Derivative of $\frac{(x^3-x+4)^{-\frac{1}{2}}}{\sqrt{x+2}}$

Question

Differentiate $\frac{(x^3-x+4)^{-\frac{1}{2}}}{\sqrt{x+2}}$

So I rewrite it into $\frac{1}{\sqrt{x^3-x+4}\sqrt{x+2}}$.

So what way should I use? Product rule or quotient rule? The given answer is $-\frac{2x^3+3x^2-x+1}{(x+2)^{\frac{3}{2}}(x^3-x+4)^{\frac{3}{2}}}$. Hope someone can explain it i detail. Thanks in advance.

Answer 1

It is better you use quotient rule in this case, not because the question needs it, but because the simplification to the given answer is much easier.

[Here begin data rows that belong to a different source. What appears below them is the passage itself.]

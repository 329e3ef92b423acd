//! Data types used throughout the FillClass server.
//!
//! This module contains the "model" structs and enums shared by the
//! argument synthesis engine (`fill`), the Kotlin declaration index
//! (`kotlin`) and the LSP host: resolved call candidates and their
//! parameters, the fill policy, the argument plan produced by the engine,
//! and the textual view of an argument list at a call site.

use std::fmt;
use std::ops::Range;

use serde::{Deserialize, Serialize};

/// How the value of each synthesized argument is chosen.
#[derive(Debug, Clone, Copy, PartialEq, Eq, Hash, Serialize, Deserialize)]
#[serde(rename_all = "snake_case")]
pub enum ValueMode {
    /// Type-appropriate empty literals (`""`, `0`, `listOf()`, ...).
    EmptyDefaults,
    /// Plausible random literals guessed from the parameter name.
    DummyValues,
    /// A reference to a variable with the same name as the parameter.
    SameNameAsParameter,
}

/// Whether a class can be instantiated through one of its constructors.
#[derive(Debug, Clone, Copy, PartialEq, Eq, Default)]
pub enum Modality {
    #[default]
    Concrete,
    Abstract,
    Sealed,
}

/// Where a candidate was declared.
///
/// Foreign members (Java sources) are never filled because their default
/// values and parameter names cannot be re-synthesized reliably.
#[derive(Debug, Clone, Copy, PartialEq, Eq, Default)]
pub enum Origin {
    #[default]
    Kotlin,
    Foreign,
}

/// A reference to a declared type.
///
/// `name` is the name relative to its package and may contain dots for
/// nested classes (e.g. `Outer.Inner`).  Builtin Kotlin types live in the
/// `kotlin` package; types that could not be located have an empty package.
#[derive(Debug, Clone, PartialEq, Eq, Hash)]
pub struct TypeRef {
    pub package: String,
    pub name: String,
    pub nullable: bool,
}

impl TypeRef {
    pub fn new(package: impl Into<String>, name: impl Into<String>) -> Self {
        Self {
            package: package.into(),
            name: name.into(),
            nullable: false,
        }
    }

    pub fn nullable(mut self, nullable: bool) -> Self {
        self.nullable = nullable;
        self
    }

    /// The fully-qualified name, e.g. `"com.example.User"`.
    pub fn qualified_name(&self) -> String {
        if self.package.is_empty() {
            self.name.clone()
        } else {
            format!("{}.{}", self.package, self.name)
        }
    }

    /// The last segment of the name (`"Inner"` for `Outer.Inner`).
    pub fn simple_name(&self) -> &str {
        self.name.rsplit('.').next().unwrap_or(&self.name)
    }

    /// The top-level class that has to be imported to refer to this type
    /// by its short name (`"com.example.Outer"` for `Outer.Inner`).
    pub fn importable_name(&self) -> Option<String> {
        if self.package.is_empty() {
            return None;
        }
        let top = self.name.split('.').next().unwrap_or(&self.name);
        Some(format!("{}.{}", self.package, top))
    }
}

/// Tagged classification of a parameter type.
#[derive(Debug, Clone, PartialEq, Eq)]
pub enum TypeClass {
    Boolean,
    Char,
    Double,
    Float,
    /// `Int`, `Long` and `Short`.
    Integral,
    /// Arrays and general collections.
    ArrayLike,
    /// Exactly `Any?`.
    NullableAny,
    /// `String` or `CharSequence`.
    CharSequence,
    List,
    Set,
    Map,
    /// A function type; `parameters` excludes the return type.
    Function { parameters: Vec<TypeRef> },
    /// An enum class and the name of its first declared constant, if known.
    Enum {
        type_ref: TypeRef,
        first_constant: Option<String>,
    },
    /// A singleton `object`.
    Object(TypeRef),
    /// Any other class declared in source.
    UserClass(TypeRef),
    /// A type that could not be classified.
    Other,
}

/// One formal parameter of a candidate signature.
#[derive(Debug, Clone, PartialEq)]
pub struct ParameterDescriptor {
    pub name: String,
    /// The declared type as written in source (e.g. `"List<String>?"`).
    pub type_text: String,
    pub type_class: TypeClass,
    pub is_vararg: bool,
    pub has_default_value: bool,
    pub is_nullable: bool,
    /// Only meaningful for [`TypeClass::UserClass`].
    pub modality: Modality,
}

impl ParameterDescriptor {
    pub fn new(name: impl Into<String>, type_text: impl Into<String>, type_class: TypeClass) -> Self {
        let type_text = type_text.into();
        Self {
            name: name.into(),
            is_nullable: type_text.trim_end().ends_with('?'),
            type_text,
            type_class,
            is_vararg: false,
            has_default_value: false,
            modality: Modality::Concrete,
        }
    }

    pub fn is_function_type(&self) -> bool {
        matches!(self.type_class, TypeClass::Function { .. })
    }
}

/// One resolvable target of a call expression.
#[derive(Debug, Clone, PartialEq)]
pub struct CallCandidate {
    /// The function name, or the class name for constructors.
    pub name: String,
    pub parameters: Vec<ParameterDescriptor>,
    pub is_constructor: bool,
    /// Whether this is the primary constructor of its class.
    pub is_primary: bool,
    pub origin: Origin,
}

impl CallCandidate {
    /// Human-readable signature used to disambiguate overloads,
    /// e.g. `"User(name: String, age: Int)"`.
    pub fn label(&self) -> String {
        let params: Vec<String> = self
            .parameters
            .iter()
            .map(|p| {
                if p.is_vararg {
                    format!("vararg {}: {}", p.name, p.type_text)
                } else {
                    format!("{}: {}", p.name, p.type_text)
                }
            })
            .collect();
        format!("{}({})", self.name, params.join(", "))
    }

    /// Number of parameters that can be supplied one argument each.
    pub fn fixed_arity(&self) -> usize {
        self.parameters.iter().filter(|p| !p.is_vararg).count()
    }
}

/// User-configurable synthesis policy, immutable per invocation.
#[derive(Debug, Clone, PartialEq, Eq)]
pub struct FillPolicy {
    pub value_mode: ValueMode,
    pub skip_defaulted_parameters: bool,
    /// Emit `name =` placeholders instead of literal values.
    pub suppress_explicit_value_placeholders: bool,
    pub append_trailing_comma: bool,
    pub one_argument_per_line: bool,
    pub place_cursor_at_each_argument: bool,
    /// Bound for nested constructor synthesis.
    pub max_nesting_depth: usize,
}

impl Default for FillPolicy {
    fn default() -> Self {
        Self {
            value_mode: ValueMode::EmptyDefaults,
            skip_defaulted_parameters: false,
            suppress_explicit_value_placeholders: false,
            append_trailing_comma: false,
            one_argument_per_line: false,
            place_cursor_at_each_argument: true,
            max_nesting_depth: 8,
        }
    }
}

/// A synthesized argument value.
#[derive(Debug, Clone, PartialEq)]
pub enum ValueExpr {
    /// A literal or bare expression (`0`, `""`, `name`).
    Literal(String),
    /// A reference to an object or to a member of a type (enum constant).
    Reference {
        type_ref: TypeRef,
        member: Option<String>,
    },
    /// A nested constructor call with its own planned arguments.
    Construct {
        type_ref: TypeRef,
        arguments: ArgumentPlan,
    },
    /// A lambda literal; parameters are only spelled out for arity > 1.
    Lambda { parameters: Vec<(String, TypeRef)> },
}

/// Renders the fully-qualified, single-line form of the value.
impl fmt::Display for ValueExpr {
    fn fmt(&self, f: &mut fmt::Formatter<'_>) -> fmt::Result {
        match self {
            ValueExpr::Literal(text) => f.write_str(text),
            ValueExpr::Reference { type_ref, member } => match member {
                Some(member) => write!(f, "{}.{}", type_ref.qualified_name(), member),
                None => f.write_str(&type_ref.qualified_name()),
            },
            ValueExpr::Construct {
                type_ref,
                arguments,
            } => write!(f, "{}({})", type_ref.qualified_name(), arguments),
            ValueExpr::Lambda { parameters } => {
                if parameters.is_empty() {
                    return f.write_str("{}");
                }
                let params: Vec<String> = parameters
                    .iter()
                    .map(|(name, ty)| {
                        let nullable = if ty.nullable { "?" } else { "" };
                        format!("{}: {}{}", name, ty.qualified_name(), nullable)
                    })
                    .collect();
                write!(f, "{{ {} -> }}", params.join(", "))
            }
        }
    }
}

/// One entry of an [`ArgumentPlan`].
#[derive(Debug, Clone, PartialEq)]
pub struct PlannedArgument {
    pub parameter_name: String,
    /// `None` denotes a placeholder argument (`name =`).
    pub value: Option<ValueExpr>,
}

/// The engine's pure output: arguments to add, in parameter order.
#[derive(Debug, Clone, PartialEq, Default)]
pub struct ArgumentPlan {
    pub arguments: Vec<PlannedArgument>,
}

impl ArgumentPlan {
    pub fn is_empty(&self) -> bool {
        self.arguments.is_empty()
    }

    pub fn len(&self) -> usize {
        self.arguments.len()
    }

    pub fn parameter_names(&self) -> Vec<&str> {
        self.arguments
            .iter()
            .map(|a| a.parameter_name.as_str())
            .collect()
    }
}

impl fmt::Display for ArgumentPlan {
    fn fmt(&self, f: &mut fmt::Formatter<'_>) -> fmt::Result {
        for (i, arg) in self.arguments.iter().enumerate() {
            if i > 0 {
                f.write_str(", ")?;
            }
            match &arg.value {
                Some(value) => write!(f, "{} = {}", arg.parameter_name, value)?,
                None => write!(f, "{} =", arg.parameter_name)?,
            }
        }
        Ok(())
    }
}

/// The callee of a call expression as written at the call site.
#[derive(Debug, Clone, PartialEq, Eq)]
pub struct Callee {
    /// Simple name of the called function or class (`"foo"`, `"User"`).
    pub name: String,
    /// Receiver or package qualifier before the name, if any
    /// (`"Foo()"` in `Foo().foo(`, `"com.example"` in `com.example.User(`).
    pub qualifier: Option<String>,
}

/// An argument already present in the argument list.
#[derive(Debug, Clone, PartialEq, Eq)]
pub struct ExistingArgument {
    /// The argument name when written as `name = value`.
    pub name: Option<String>,
    /// The argument text, trimmed of surrounding whitespace.
    pub text: String,
    /// Byte range of `text` in the document.
    pub span: Range<usize>,
    pub comments: ArgumentComments,
}

/// Comments next to an existing argument, each kept verbatim.
#[derive(Debug, Clone, Default, PartialEq, Eq)]
pub struct ArgumentComments {
    /// On the lines before the argument.
    pub leading: Vec<String>,
    /// Between the argument and its comma.
    pub inline: Vec<String>,
    /// After the comma, on the same line.
    pub trailing: Vec<String>,
}

impl ExistingArgument {
    pub fn is_named(&self) -> bool {
        self.name.is_some()
    }
}

/// Textual view of the argument list of a call site.
#[derive(Debug, Clone, PartialEq, Eq)]
pub struct ArgumentListSite {
    /// Byte offset of `(`.
    pub open_paren: usize,
    /// Byte offset of the matching `)`.
    pub close_paren: usize,
    pub arguments: Vec<ExistingArgument>,
    /// Byte offset just past the last top-level comma when the list already
    /// ends with a trailing comma.
    pub trailing_comma_end: Option<usize>,
    /// Whether a lambda follows the closing parenthesis.
    pub has_trailing_lambda: bool,
    /// Leading whitespace of the line that contains `(`.
    pub line_indent: String,
    /// Comments that belong to no argument: every comment of an empty
    /// list, else those on their own lines after the last argument.
    pub dangling_comments: Vec<String>,
}

impl ArgumentListSite {
    pub fn has_trailing_comma(&self) -> bool {
        self.trailing_comma_end.is_some()
    }

    /// Number of arguments supplied at the call site, counting a trailing
    /// lambda as one.
    pub fn supplied_argument_count(&self) -> usize {
        self.arguments.len() + usize::from(self.has_trailing_lambda)
    }
}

I find it difficult to type in the steps, but basically you've got to square the denominator for quotient rule, and the answer has the cube of the denominator (Hope you get my point). Simplification after the numerator is found will make your denominator similar to that of the answer.

Answer 2

Multiply terms in denominator as both terms have same power.

So we have,

$$\frac{1}{\sqrt{(x^3 - x + 4)(x+2)}}$$

$$\frac{1}{[(x^3 - x + 4)(x+2)]^\frac 12}$$

$$[(x^3 - x + 4)(x+2)]^{\frac {-1}2}$$

Now its derivative,

$$\frac{-1}{2} [(x^3 - x + 4)(x+2)]^{\frac {-3}2} \frac {d}{dx}(x^3 - x + 4)(x+2)$$

Hope you can proceed further.

Answer 3

I would use the chain rule to start, and then the product rule:

$$\left(\frac{1}{\sqrt{x^3-x+4}\sqrt{x+2}}\right)'$$ $$=\left(\frac{1}{\sqrt{(x^3-x+4)(x+2)}}\right)'$$ $$=\left([(x^3-x+4)(x+2)]^{-\frac{1}{2}}\right)'$$

We apply the chain rule:

$$=-\frac{1}{2}[(x^3-x+4)(x+2)]^{-\frac{3}{2}} \cdot [(x^3-x+4)(x+2)]'$$

and then the product rule:

$$=-\frac{(x^3-x+4)(1)+(3x^2-1)(x+2)}{2(x^3-x+4)^{\frac{3}{2}}(x+2)^{\frac{3}{2}}}$$ $$=-\frac{4x^3+6x^2-2x+2}{2(x^3-x+4)^{\frac{3}{2}}(x+2)^{\frac{3}{2}}}$$ $$=-\frac{2x^3+3x^2-x+1}{(x^3-x+4)^{\frac{3}{2}}(x+2)^{\frac{3}{2}}}$$

Answer 4

We have $$\frac {d}{dx}[\frac {1}{\sqrt {x+2}\sqrt {x^3-x+4}}]$$ $$= -\frac {\frac {d}{dx} [\sqrt {x+2}\sqrt {x^3-x+4}]}{(\sqrt {x+2}\sqrt {x^3-x+4})^2} $$ $$=-\frac { \frac {d}{dx}[\sqrt {x+2}]\cdot \sqrt {x^3-x+4} + \frac {d}{dx}[\sqrt {x^3-x+4}]\cdot \sqrt {x+2}}{(x+2)(x^3-x+4)} $$ $$=- \frac {\frac {\sqrt {x^3-x+4}}{2\sqrt {x+2}} + \frac {(3x^2-1)\sqrt {x+2}}{2\sqrt {x^3-x+4}}}{(x+2)(x^3-x+4)}$$ $$=-\frac {1}{2 (x+2)^{1.5}\sqrt {x^3-x+4}}- \frac {3x^2-1}{2\sqrt {x+2}(x^3-x+4)^{1.5}} $$ $$=- \frac{2x^3+3x^2-x+1}{(x+2)^{\frac {3}{2}}(x^3-x+4)^{\frac {3}{2}}} $$

Hope it helps.

Answer 5

Logarithmic differentiation can make life easier $$y=\frac{(x^3-x+4)^{-\frac{1}{2}}}{\sqrt{x+2}}\implies \log(y)=-\frac 12 \log(x^3-x+4)-\frac 12\log(x+2)$$ $$\frac{y'}y=-\frac 12 \frac{3x^2-1}{x^3-x+4}-\frac 12 \frac 1 {x+2}=\frac{-2 x^3-3 x^2+x-1}{(x+2) \left(x^3-x+4\right)}$$ Now, use $y'=y \frac {y'} y$ and simplify.